In 2022 she spoke to international media about major floods. During the 2022 United Nations Climate Change Conference in Sharm El Sheikh, Egypt, she pushed for an agreement on loss and damage, for the rich nations to compensate the poor countries for the damage they have caused, holding the Pakistani floods that year as a prime example of the damage being done by climate change.
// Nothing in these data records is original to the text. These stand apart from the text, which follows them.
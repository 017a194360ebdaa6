use crate::{expression::Expr, table::ExprTable};

/// Reserves ids `1..=W` (W = maximal width) for one `zero` expression per
/// width, shifting every parsed expression and reference up by W.
pub(crate) fn expand(table: &mut ExprTable) {
    assert_eq!(table.reserved, 0, "Table is already expanded.");
    let shift = table.max_width;
    if shift == 0 {
        return;
    }

    let mut e: Vec<Option<Expr>> = Vec::with_capacity(table.e.len() + shift as usize);
    e.push(None);
    e.extend((1..=shift).map(|width| Some(Expr::zero(width))));
    for slot in table.e.drain(1..) {
        e.push(slot.map(|mut expr| {
            for pos in 0..expr.operands.len() {
                if !expr.op.is_reference(pos) {
                    continue;
                }
                let operand = &mut expr.operands[pos];
                if *operand < 0 {
                    *operand -= shift as i32;
                } else {
                    *operand += shift as i32;
                }
            }
            expr
        }));
    }
    table.e = e;
    table.reserved = shift;
}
After an agreement was reached, she said that it "provides hope to vulnerable communities all over the world who are fighting for survival from climate stress, and gives some credibility to the COP process."

==Personal life==
Sherry Rehman is married to Nadeem Hussain, who is known for founding Tameer Microfinance Bank. Her daughter Marvi Malik died at age 35 in March 2026 following a brain hemorrhage.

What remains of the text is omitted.